Why I Tell My Clients to Skip the Home Gym Room and Buy This Instead
real-estate

Why I Tell My Clients to Skip the Home Gym Room and Buy This Instead

Sarah paid $35,000 extra for a house in Plano, Texas specifically because it had a "dedicated home gym space" — a converted garage with rubberized flooring and mirrored walls. Two years later, that room stores Christmas decorations and her kids' bikes.

She's not alone. The pandemic created a home gym craze that drove up property values, but the math doesn't work the way most people think.

The Home Gym Premium That Doesn't Pay Off

Homes marketed with dedicated fitness spaces command 8-12% higher prices in suburban markets like Phoenix and Atlanta. That's an extra $40,000-60,000 on a typical $500,000 home.

But here's what real estate agents don't tell you: these spaces rarely add equivalent value at resale.

A 2023 analysis by Redfin found that home gym features ranked 47th out of 50 amenities that buyers actively search for. Below wine cellars. Below butler's pantries. Even below "she sheds."

The reason? Most home gyms become expensive storage rooms within 18 months.

What Smart Buyers Do Instead

I tell my clients to buy the cheaper house without the gym and invest that $40,000 difference in a high-yield savings account earning 5.2% (like Marcus by Goldman Sachs) plus a solid gym membership.

Here's the math:

  • $40,000 invested at 5.2% annual return: $2,080 per year in interest
  • Premium gym membership (Equinox, Lifetime Fitness): $200-300/month = $2,400-3,600/year
  • Basic membership (Planet Fitness, LA Fitness): $120-240/year

With a basic membership, you're actually making money. With a premium gym, you're only out-of-pocket $520-1,520 annually while getting professional equipment, classes, and social interaction.

That's way better than staring at a dusty Peloton in your garage.

The Surprising Winner: Walkable Neighborhoods

Instead of hunting for home gyms, look for neighborhoods with walk scores above 70. These areas consistently appreciate 2-3% faster than car-dependent suburbs.

Take Capitol Hill in Seattle. The median home price jumped from $650,000 in 2019 to $890,000 in 2024 — a 37% increase. Meanwhile, similar homes in car-dependent Bothell only rose 22%.

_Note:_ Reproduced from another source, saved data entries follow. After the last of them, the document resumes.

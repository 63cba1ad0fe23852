//! CLI library for testing purposes

pub mod config;
pub mod discovery;
pub mod validation;

use std::path::Path;
use std::sync::Arc;

use resxkit::{DefaultFileFilter, FileFilter, ResourceContext, ResourceManager};
use tracing::warn;

pub use config::{CONFIG_FILE_NAME, load_configuration};
pub use discovery::discover_files;

/// Loads configuration, discovers files below `root` and loads every resource group.
///
/// Groups that fail to load are reported and left out; the rest stay usable.
pub fn open_manager(
    root: &Path,
    config: Option<&Path>,
    excludes: &[String],
) -> Result<ResourceManager, String> {
    validation::validate_root_dir(root)?;
    let configuration = load_configuration(root, config)?;
    let files = discover_files(root, excludes)?;

    let filter: Arc<dyn FileFilter> = Arc::new(DefaultFileFilter::new(&configuration));
    let mut manager = ResourceManager::new(ResourceContext::new(configuration), filter);
    let handle = ResourceManager::spawn_load(manager.context().clone(), manager.filter(), files);
    let batch = handle
        .join()
        .map_err(|_| "Resource loading panicked".to_string())?;
    let summary = manager.apply_load(batch);
    for (identity, error) in &summary.errors {
        warn!("{}: {}", identity, error);
        eprintln!("Warning: skipped {}: {}", identity, error);
    }
    Ok(manager)
}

Walkable neighborhoods offer built-in fitness opportunities:

  • Daily errands become cardio sessions
  • Dog parks and trails encourage outdoor activity
  • Less driving stress improves mental health
  • Lower transportation costs (AAA estimates $12,182 annually per car)

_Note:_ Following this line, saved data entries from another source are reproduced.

//! One logical row of a resource entity: a key across all cultures.
//!
//! Values live in the entity's languages; the entry only caches state derived from
//! them (parsed comment metadata, rule results). The cache is refreshed by the entity
//! whenever one of its own mutators touches the entry.

use std::{
    collections::{BTreeMap, BTreeSet},
    sync::{
        Arc,
        atomic::{AtomicU64, Ordering},
    },
};

use serde::{Deserialize, Serialize};

use crate::{
    code_reference::CodeReference,
    comment::{CommentMetadata, TranslationState},
    culture::CultureKey,
    entity::ResourceEntity,
    language::ResourceLanguage,
    rules::ResourceTableEntryRules,
    snapshot::SnapshotItem,
};

static NEXT_ENTRY_ID: AtomicU64 = AtomicU64::new(1);

/// Process-unique identity of an entry. Survives reloads as long as the key does.
#[derive(Debug, Clone, Copy, PartialEq, Eq, Hash, PartialOrd, Ord, Serialize, Deserialize)]
pub struct EntryId(u64);

impl EntryId {
    pub(crate) fn next() -> Self {
        EntryId(NEXT_ENTRY_ID.fetch_add(1, Ordering::Relaxed))
    }

    pub fn value(&self) -> u64 {
        self.0
    }
}

#[derive(Debug, Clone)]
pub struct ResourceTableEntry {
    id: EntryId,
    key: String,
    index: f64,
    metadata: BTreeMap<CultureKey, CommentMetadata>,
    rule_failures: BTreeMap<CultureKey, String>,
    snapshot: Option<BTreeMap<CultureKey, SnapshotItem>>,
    code_references: Option<Arc<[CodeReference]>>,
    validation_message: Option<String>,
}

impl ResourceTableEntry {
    pub(crate) fn new(key: impl Into<String>, index: f64) -> Self {
        Self {
            id: EntryId::next(),
            key: key.into(),
            index,
            metadata: BTreeMap::new(),
            rule_failures: BTreeMap::new(),
            snapshot: None,
            code_references: None,
            validation_message: None,
        }
    }

    pub fn id(&self) -> EntryId {
        self.id
    }

    pub fn key(&self) -> &str {
        &self.key
    }

    pub fn index(&self) -> f64 {
        self.index
    }

    pub(crate) fn set_key(&mut self, key: String) {
        self.key = key;
    }

    pub(crate) fn set_index(&mut self, index: f64) {
        self.index = index;
    }

    pub(crate) fn set_validation_message(&mut self, message: Option<String>) {
        self.validation_message = message;
    }

    pub(crate) fn set_code_references(&mut self, references: Option<Arc<[CodeReference]>>) {
        self.code_references = references;
    }

    pub(crate) fn set_snapshot(&mut self, snapshot: Option<BTreeMap<CultureKey, SnapshotItem>>) {
        self.snapshot = snapshot;
    }

    pub(crate) fn metadata(&self, culture: &CultureKey) -> CommentMetadata {
        self.metadata.get(culture).cloned().unwrap_or_default()
    }

    /// Recomputes comment metadata and rule results from the languages.
    pub(crate) fn refresh(
        &mut self,
        languages: &BTreeMap<CultureKey, ResourceLanguage>,
        rules: &ResourceTableEntryRules,
    ) {
        self.metadata = languages
            .iter()
            .filter_map(|(culture, language)| {
                language
                    .comment(&self.key)
                    .map(|comment| (culture.clone(), CommentMetadata::parse(comment)))
            })
            .collect();

        self.rule_failures.clear();
        let Some(neutral) = languages.get(&CultureKey::Neutral) else {
            return;
        };
        let neutral_value = neutral.value(&self.key);
        let muted = self
            .metadata
            .get(&CultureKey::Neutral)
            .map(|m| m.muted_rules.clone())
            .unwrap_or_default();

        for (culture, language) in languages.iter().filter(|(c, _)| !c.is_neutral()) {
            if self.is_invariant(culture) {
                continue;
            }
            let value = language.value(&self.key).unwrap_or_default();
            if let Err(message) = rules.complies_to_rules(&muted, neutral_value, &[value]) {
                self.rule_failures.insert(culture.clone(), message);
            }
        }
    }

    fn is_invariant(&self, culture: &CultureKey) -> bool {
        let flagged = |c: &CultureKey| self.metadata.get(c).is_some_and(|m| m.is_invariant);
        flagged(culture) || flagged(&CultureKey::Neutral)
    }
}

/// Read access to one entry together with the entity that holds its values.
#[derive(Debug, Clone, Copy)]
pub struct EntryView<'a> {
    entity: &'a ResourceEntity,
    entry: &'a ResourceTableEntry,
}

impl<'a> EntryView<'a> {
    pub(crate) fn new(entity: &'a ResourceEntity, entry: &'a ResourceTableEntry) -> Self {
        Self { entity, entry }
    }

    pub fn id(&self) -> EntryId {
        self.entry.id
    }

    pub fn key(&self) -> &'a str {
        &self.entry.key
    }

    pub fn index(&self) -> f64 {
        self.entry.index
    }

    pub fn entity(&self) -> &'a ResourceEntity {
        self.entity
    }

    pub fn value(&self, culture: &CultureKey) -> Option<&'a str> {
        self.entity.language(culture)?.value(&self.entry.key)
    }

    /// Comment text without metadata tokens.
    pub fn comment(&self, culture: &CultureKey) -> Option<&'a str> {
        self.entry
            .metadata
            .get(culture)
            .map(|m| m.text.as_str())
            .filter(|text| !text.is_empty())
    }

    /// Comment as stored in the document, tokens included.
    pub fn raw_comment(&self, culture: &CultureKey) -> Option<&'a str> {
        self.entity.language(culture)?.comment(&self.entry.key)
    }

    /// Invariant in this culture, or in all cultures via the neutral comment.
    pub fn is_invariant(&self, culture: &CultureKey) -> bool {
        self.entry.is_invariant(culture)
    }

    pub fn translation_state(&self, culture: &CultureKey) -> Option<TranslationState> {
        self.entry
            .metadata
            .get(culture)
            .and_then(|m| m.translation_state)
    }

    pub fn muted_rules(&self) -> BTreeSet<String> {
        self.entry
            .metadata
            .get(&CultureKey::Neutral)
            .map(|m| m.muted_rules.clone())
            .unwrap_or_default()
    }

    pub fn is_rule_muted(&self, rule_id: &str) -> bool {
        self.entry
            .metadata
            .get(&CultureKey::Neutral)
            .is_some_and(|m| m.is_rule_muted(rule_id))
    }

    /// Rule messages for `culture`, newline separated.
    pub fn rule_failure(&self, culture: &CultureKey) -> Option<&'a str> {
        self.entry.rule_failures.get(culture).map(String::as_str)
    }

    pub fn has_rule_failures(&self) -> bool {
        !self.entry.rule_failures.is_empty()
    }

    pub fn has_snapshot(&self) -> bool {
        self.entry.snapshot.is_some()
    }

    /// The value captured in the loaded snapshot, if any.
    pub fn snapshot_value(&self, culture: &CultureKey) -> Option<&'a str> {
        self.entry
            .snapshot
            .as_ref()?
            .get(culture)?
            .value
            .as_deref()
    }

    /// True if value or comment changed since the loaded snapshot.
    pub fn differs_from_snapshot(&self, culture: &CultureKey) -> bool {
        let Some(snapshot) = &self.entry.snapshot else {
            return false;
        };
        let item = snapshot.get(culture).cloned().unwrap_or_default();
        let same = |a: Option<&str>, b: Option<&str>| a.unwrap_or("") == b.unwrap_or("");
        !same(item.value.as_deref(), self.value(culture))
            || !same(item.comment.as_deref(), self.raw_comment(culture))
    }

    /// Human readable notes for one cell: rule failures and snapshot differences.
    pub fn annotations(&self, culture: &CultureKey) -> Vec<String> {
        let mut annotations: Vec<String> = self
            .rule_failure(culture)
            .map(|message| message.lines().map(str::to_string).collect())
            .unwrap_or_default();
        if self.differs_from_snapshot(culture) {
            annotations.push(format!(
                "Snapshot: {}",
                self.snapshot_value(culture).unwrap_or_default()
            ));
        }
        annotations
    }

    /// `None` until a code reference scan delivered results for this entry.
    pub fn code_references(&self) -> Option<&'a [CodeReference]> {
        self.entry.code_references.as_deref()
    }

    /// Message left by the last rejected rename.
    pub fn validation_message(&self) -> Option<&'a str> {
        self.entry.validation_message.as_deref()
    }
}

When Home Fitness Space Actually Makes Sense

I'm not completely anti-home gym. But be strategic about it.

Multi-purpose spaces work better than dedicated gyms. Look for:

  • Finished basements that can host workouts and family game nights
  • Three-season porches perfect for yoga and dinner parties
  • Large master bedrooms where you can roll out a yoga mat

Skip the specialized features like:

  • Built-in mirrors (they make spaces feel smaller to future buyers)
  • Specialized flooring (expensive to change)
  • Built-in equipment (it becomes outdated)

Buy portable equipment instead. A complete home setup costs $500-2,000:

  • Adjustable dumbbells: $300-500
  • Resistance bands: $30-80
  • Yoga mat: $40-100
  • Pull-up bar: $25-60

The Real Estate Reality Check

Homes sell based on bedrooms, bathrooms, and location. Always.

A fourth bedroom adds $15,000-25,000 in most markets. A home gym adds maybe $5,000-8,000, and only if the next buyer actually wants one.

I've seen too many clients sacrifice an extra bedroom or better school district for a fancy fitness room they'll rarely use.

Prioritize the fundamentals:

  1. Location with good schools or walkability
  2. Adequate bedrooms for your family size plus one
  3. Updated kitchen and bathrooms
  4. Solid bones (roof, HVAC, plumbing)

Everything else is gravy.

Your Next Move

Before you fall in love with that house featuring a "resort-style home gym," calculate what that premium could earn in index funds instead. Run the numbers on gym memberships in your area.

Most importantly, be honest about your workout habits. If you haven't consistently exercised at home for six months, a fancier room won't change that behavior.

The best fitness investment isn't always the one attached to your mortgage.